The word "files" turns up on some lines of this data; say how many, and give no other text.

**Stored data**:
::::
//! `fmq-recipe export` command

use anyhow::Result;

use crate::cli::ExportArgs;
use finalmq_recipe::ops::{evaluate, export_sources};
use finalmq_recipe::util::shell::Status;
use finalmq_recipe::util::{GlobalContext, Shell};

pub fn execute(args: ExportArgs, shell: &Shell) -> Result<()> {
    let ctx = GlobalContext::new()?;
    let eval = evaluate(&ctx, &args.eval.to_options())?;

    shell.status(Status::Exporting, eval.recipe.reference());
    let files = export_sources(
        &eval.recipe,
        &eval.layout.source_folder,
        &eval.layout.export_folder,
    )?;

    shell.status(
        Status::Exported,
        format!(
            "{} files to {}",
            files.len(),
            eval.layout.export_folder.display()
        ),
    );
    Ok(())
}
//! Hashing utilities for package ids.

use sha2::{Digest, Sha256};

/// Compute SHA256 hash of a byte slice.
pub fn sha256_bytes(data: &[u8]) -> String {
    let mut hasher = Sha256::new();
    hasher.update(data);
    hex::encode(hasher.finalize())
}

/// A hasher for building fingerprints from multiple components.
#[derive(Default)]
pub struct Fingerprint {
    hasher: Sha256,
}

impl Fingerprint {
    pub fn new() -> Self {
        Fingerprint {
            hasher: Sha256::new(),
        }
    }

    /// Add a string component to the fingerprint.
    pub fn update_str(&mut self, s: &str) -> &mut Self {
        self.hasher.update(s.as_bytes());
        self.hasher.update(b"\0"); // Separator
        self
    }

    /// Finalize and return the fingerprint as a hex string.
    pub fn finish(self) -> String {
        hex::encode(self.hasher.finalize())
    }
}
::::
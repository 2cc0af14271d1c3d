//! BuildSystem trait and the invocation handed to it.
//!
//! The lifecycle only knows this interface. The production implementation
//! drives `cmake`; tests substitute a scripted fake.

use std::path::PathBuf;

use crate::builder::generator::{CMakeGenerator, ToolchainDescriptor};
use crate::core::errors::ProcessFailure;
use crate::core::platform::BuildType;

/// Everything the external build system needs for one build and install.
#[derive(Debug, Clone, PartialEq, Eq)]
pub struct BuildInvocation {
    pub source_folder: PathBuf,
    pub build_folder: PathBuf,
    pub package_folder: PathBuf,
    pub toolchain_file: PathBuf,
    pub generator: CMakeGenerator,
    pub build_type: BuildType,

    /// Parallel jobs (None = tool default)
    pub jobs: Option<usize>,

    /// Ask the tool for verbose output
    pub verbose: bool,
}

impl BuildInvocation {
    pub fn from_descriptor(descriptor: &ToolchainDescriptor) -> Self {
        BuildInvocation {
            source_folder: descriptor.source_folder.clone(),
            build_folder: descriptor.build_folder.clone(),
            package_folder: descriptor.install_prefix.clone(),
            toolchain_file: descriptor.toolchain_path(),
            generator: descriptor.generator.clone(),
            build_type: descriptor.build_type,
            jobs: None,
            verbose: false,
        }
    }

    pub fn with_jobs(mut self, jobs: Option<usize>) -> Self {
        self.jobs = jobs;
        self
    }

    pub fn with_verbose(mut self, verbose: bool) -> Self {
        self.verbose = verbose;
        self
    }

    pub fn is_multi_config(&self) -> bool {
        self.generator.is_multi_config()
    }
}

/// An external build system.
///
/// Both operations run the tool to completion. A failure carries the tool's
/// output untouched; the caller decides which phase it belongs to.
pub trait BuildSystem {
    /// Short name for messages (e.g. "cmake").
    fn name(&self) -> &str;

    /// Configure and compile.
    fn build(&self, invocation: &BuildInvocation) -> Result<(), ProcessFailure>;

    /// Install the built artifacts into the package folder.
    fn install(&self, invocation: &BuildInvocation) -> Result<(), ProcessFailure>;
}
::::
**Expected answer**: 3